The central issue is to ascertain whether taxpayer Kit would be termed as Australian tax resident or not. Further, to determine the applicable tax treatment that would apply on the total income derived from different sources by Kit during the financial year.
Section 6(1), ITAA 1936 highlights the provisions related to the tax residency status of the taxpayer. Tax ruling TR 98/17 is used to determine tax residency status of the taxpayer who is residing in other places rather than Australia. The taxpayer would be classified as tax resident of Australia if the taxpayer has satisfied the essential conditions of the residency test. These tests along with the applicable terms and provisions are given below (Barkoczy, 2017):
“Applicable: Australian government officers posted on duty abroad”

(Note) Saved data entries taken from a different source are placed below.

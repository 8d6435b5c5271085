//! The OS clock collaborator interface (§6 of the specification).
//!
//! The core never touches the system clock directly: it only calls through
//! this trait, which a consumer (e.g. `ptp-core-linux`) implements against
//! `clock_gettime`/`adjtimex`/a hardware PHC device.

use crate::time::TimeInternal;

/// Clock manipulation and querying interface.
///
/// An implementation of this trait is responsible for:
/// - reporting the current time,
/// - stepping the clock by an arbitrary offset,
/// - steering the clock's frequency by a ppb amount, clamped to whatever
///   range the underlying hardware/kernel API supports (the conversion from
///   ppb to the kernel's native scale, e.g. 65536 × ppm for Linux adjtimex,
///   is the collaborator's responsibility, not the servo's — see
///   `spec.md` §9).
pub trait Clock {
    type Error: core::fmt::Debug;

    /// Current time. The semantics (wall vs. monotonic) are up to the
    /// collaborator but must be consistent within one running instance.
    fn get_time(&self) -> TimeInternal;

    /// Step the clock so that its current time becomes `get_time() + offset`.
    fn set_time(&mut self, new_time: TimeInternal) -> Result<(), Self::Error>;

    /// Steer the clock frequency by `ppb` parts-per-billion relative to its
    /// nominal rate.
    fn adjust_frequency(&mut self, ppb: i32) -> Result<(), Self::Error>;

    /// The largest frequency adjustment magnitude (in ppb) this clock can
    /// accept.
    fn max_adjustment(&self) -> i32;
}
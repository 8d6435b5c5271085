use crate::datastructures::common::{ClockIdentity, ClockQuality};

/// Instance-wide configuration: the fields of the default data set that are
/// set once at startup (`spec.md` §6).
#[derive(Debug, Clone, Copy, PartialEq, Eq)]
pub struct InstanceConfig {
    pub clock_identity: ClockIdentity,
    pub clock_quality: ClockQuality,
    pub priority_1: u8,
    pub priority_2: u8,
    pub domain_number: u8,
    pub slave_only: bool,
}
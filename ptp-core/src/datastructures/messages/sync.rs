use crate::datastructures::{common::WireTimestamp, WireFormat, WireFormatError};

/// Sync message body (44 octets including header): `originTimestamp`.
#[derive(Debug, Clone, Copy, PartialEq, Eq)]
pub struct SyncMessage {
    pub origin_timestamp: WireTimestamp,
}

impl SyncMessage {
    pub const CONTENT_LEN: usize = 10;

    pub fn serialize_content(&self, buffer: &mut [u8]) -> Result<(), WireFormatError> {
        if buffer.len() < Self::CONTENT_LEN {
            return Err(WireFormatError::BadLength);
        }
        self.origin_timestamp.serialize(&mut buffer[0..10])
    }

    pub fn deserialize_content(buffer: &[u8]) -> Result<Self, WireFormatError> {
        if buffer.len() < Self::CONTENT_LEN {
            return Err(WireFormatError::BadLength);
        }
        Ok(Self {
            origin_timestamp: WireTimestamp::deserialize(&buffer[0..10])?,
        })
    }
}

#[cfg(test)]
mod tests {
    use super::*;

    #[test]
    fn roundtrip() {
        let msg = SyncMessage {
            origin_timestamp: WireTimestamp {
                seconds: 10,
                nanos: 500,
            },
        };
        let mut buf = [0u8; SyncMessage::CONTENT_LEN];
        msg.serialize_content(&mut buf).unwrap();
        assert_eq!(SyncMessage::deserialize_content(&buf).unwrap(), msg);
    }
}
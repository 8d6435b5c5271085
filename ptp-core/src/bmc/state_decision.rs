//! State-decision algorithm, IEEE 1588 figure 26 (`spec.md` §4.4).

use core::cmp::Ordering;

use super::dataset_comparison::{compare, ComparisonRecord};
use crate::{
    bmc::foreign_master::ForeignMasterRecord,
    datastructures::{common::TimeSource, datasets::DefaultDS},
    port::PortState,
};

/// The side effect BMC wants applied to the clock's data sets, returned
/// alongside the new port state so that applying it stays the caller's
/// responsibility (`spec.md` §9's note on nested-conditional dispatch).
#[derive(Debug, Clone, Copy)]
pub enum BmcAction {
    /// M1 (table 13): the local clock becomes the grandmaster.
    M1,
    /// S1 (table 16): synchronize the parent/grandmaster/time-properties
    /// data sets to the winning foreign master.
    S1(ForeignMasterRecord),
    /// No foreign records are qualified and the port is already LISTENING:
    /// remain LISTENING without touching any data set.
    RemainListening,
    /// The defensive tie branch ("MB: Is this the return code below
    /// correct?", `spec.md` §9): treated as an algorithmic fault.
    Fault,
}

/// Apply M1 (table 13): zero stepsRemoved/offsets, copy own identity and
/// quality into the parent/grandmaster fields.
pub fn apply_m1(default_ds: &DefaultDS) -> crate::datastructures::datasets::ParentDS {
    crate::datastructures::datasets::ParentDS::new_self_parent(default_ds)
}

/// Apply S1 (table 16): increment stepsRemoved, adopt the sender as parent,
/// copy grandmaster fields and time-properties bits from the Announce.
pub fn apply_s1(
    record: &ForeignMasterRecord,
) -> (
    crate::datastructures::datasets::ParentDS,
    crate::datastructures::datasets::TimePropertiesDS,
) {
    use crate::datastructures::datasets::{ParentDS, TimePropertiesDS};

    let announce = &record.announce;
    let header = &record.header;

    let parent_ds = ParentDS {
        parent_port_identity: header.source_port_identity,
        grandmaster_identity: announce.grandmaster_identity,
        grandmaster_clock_quality: announce.grandmaster_clock_quality,
        grandmaster_priority_1: announce.grandmaster_priority_1,
        grandmaster_priority_2: announce.grandmaster_priority_2,
        observed_parent_offset_scaled_log_variance: 0xFFFF,
        observed_parent_clock_phase_change_rate: 0,
    };

    let time_properties_ds = TimePropertiesDS {
        current_utc_offset: announce.current_utc_offset,
        current_utc_offset_valid: header.flags.current_utc_offset_valid,
        leap59: header.flags.leap59,
        leap61: header.flags.leap61,
        time_traceable: header.flags.time_traceable,
        frequency_traceable: header.flags.frequency_traceable,
        ptp_timescale: header.flags.ptp_timescale,
        time_source: announce.time_source,
    };

    (parent_ds, time_properties_ds)
}

/// `timeSource` written into the time-properties/grandmaster fields by M1.
pub const M1_TIME_SOURCE: TimeSource = TimeSource::InternalOscillator;

/// Decide the next port state given the current best qualified foreign
/// record (if any) and the local clock's own data (`spec.md` §4.4).
///
/// `current_state` and `parent_port_identity` are needed for the
/// "no foreign records, already LISTENING" short-circuit and the topology
/// tie-break inside [`compare`], respectively.
pub fn decide(
    best: Option<&ForeignMasterRecord>,
    default_ds: &DefaultDS,
    current_state: PortState,
    parent_port_identity: crate::datastructures::common::PortIdentity,
) -> (PortState, BmcAction) {
    if default_ds.slave_only {
        return match best {
            Some(record) => (PortState::Slave, BmcAction::S1(*record)),
            // slaveOnly with nothing to slave to yet: stay put.
            None => (current_state, BmcAction::RemainListening),
        };
    }

    let Some(best) = best else {
        if current_state == PortState::Listening {
            return (PortState::Listening, BmcAction::RemainListening);
        }
        // ptpd's `bmc()` wrapper applies M1 and keeps MASTER outright when
        // the foreign-master table is empty; we apply the same rule to any
        // other state reaching here with nothing to compare against, since
        // normal port-state transitions route an empty table through
        // LISTENING first (table in `spec.md` §4.5).
        return (PortState::Master, BmcAction::M1);
    };

    let own = ComparisonRecord::from_own_data(default_ds);
    let foreign = ComparisonRecord::from_announce(best.header.source_port_identity, &best.announce);

    let ordering = compare(&own, &foreign, parent_port_identity);
    let own_is_master_class = default_ds.clock_quality.clock_class < 128;

    match (ordering, own_is_master_class) {
        (Ordering::Less, _) => (PortState::Master, BmcAction::M1),
        (Ordering::Greater, true) => (PortState::Passive, BmcAction::S1(*best)),
        (Ordering::Greater, false) => (PortState::Slave, BmcAction::S1(*best)),
        (Ordering::Equal, _) => (PortState::Faulty, BmcAction::Fault),
    }
}

#[cfg(test)]
mod tests {
    use super::*;
    use crate::datastructures::{
        common::{ClockIdentity, ClockQuality, PortIdentity, TimeSource, WireTimestamp},
        messages::{AnnounceMessage, Header, MessageType},
    };

    fn default_ds(clock_class: u8, slave_only: bool) -> DefaultDS {
        DefaultDS::new_ordinary_clock(
            ClockIdentity([0xAA; 8]),
            ClockQuality {
                clock_class,
                clock_accuracy: 0x21,
                offset_scaled_log_variance: 0xFFFF,
            },
            128,
            128,
            0,
            slave_only,
        )
    }

    fn record_with_class(clock_class: u8) -> ForeignMasterRecord {
        let header = Header {
            source_port_identity: PortIdentity {
                clock_identity: ClockIdentity([0xBB; 8]),
                port_number: 1,
            },
            ..Header::new(MessageType::Announce, 64, 0)
        };
        let announce = AnnounceMessage {
            origin_timestamp: WireTimestamp::default(),
            current_utc_offset: 37,
            grandmaster_priority_1: 128,
            grandmaster_clock_quality: ClockQuality {
                clock_class,
                clock_accuracy: 0x21,
                offset_scaled_log_variance: 0xFFFF,
            },
            grandmaster_priority_2: 128,
            grandmaster_identity: ClockIdentity([0xBB; 8]),
            steps_removed: 0,
            time_source: TimeSource::Gps,
        };
        ForeignMasterRecord {
            source_port_identity: header.source_port_identity,
            header,
            announce,
            announce_count: 2,
        }
    }

    fn own_port() -> PortIdentity {
        PortIdentity {
            clock_identity: ClockIdentity([0xAA; 8]),
            port_number: 1,
        }
    }

    #[test]
    fn slave_only_never_returns_master() {
        let ds = default_ds(6, true);
        let record = record_with_class(248);
        let (state, _) = decide(Some(&record), &ds, PortState::Listening, own_port());
        assert_eq!(state, PortState::Slave);
    }

    #[test]
    fn no_foreign_records_in_listening_remains_listening() {
        let ds = default_ds(6, false);
        let (state, _) = decide(None, &ds, PortState::Listening, own_port());
        assert_eq!(state, PortState::Listening);
    }

    #[test]
    fn s5_master_election_when_own_clock_class_beats_candidate() {
        let ds = default_ds(6, false);
        let record = record_with_class(248);
        let (state, action) = decide(Some(&record), &ds, PortState::Listening, own_port());
        assert_eq!(state, PortState::Master);
        assert!(matches!(action, BmcAction::M1));
    }

    #[test]
    fn own_master_class_but_worse_becomes_passive_not_slave() {
        let ds = default_ds(100, false);
        let record = record_with_class(6);
        let (state, _) = decide(Some(&record), &ds, PortState::Listening, own_port());
        assert_eq!(state, PortState::Passive);
    }

    #[test]
    fn own_non_master_class_and_worse_becomes_slave() {
        let ds = default_ds(200, false);
        let record = record_with_class(6);
        let (state, _) = decide(Some(&record), &ds, PortState::Listening, own_port());
        assert_eq!(state, PortState::Slave);
    }
}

The taxpayer who is recognised as officer of Australian government and the relevant government authorities has sent the officer to foreign countries to complete the work would liable to test the tax residency with the help of superannuation test. The essential condition of superannuation test is the investment on behalf of the taxpayer in the selected superannuation fund scheme of Australian government (Woellner, 2015).
“Applicable: Foreign resident only”
The taxpayer who is foreign resident and has been present physically in Australia for minimum time period of 183 days in a given financial year and also has the aim or plan to permanently settle in Australia would be termed as tax resident of Australia under this test (Coleman, 2016).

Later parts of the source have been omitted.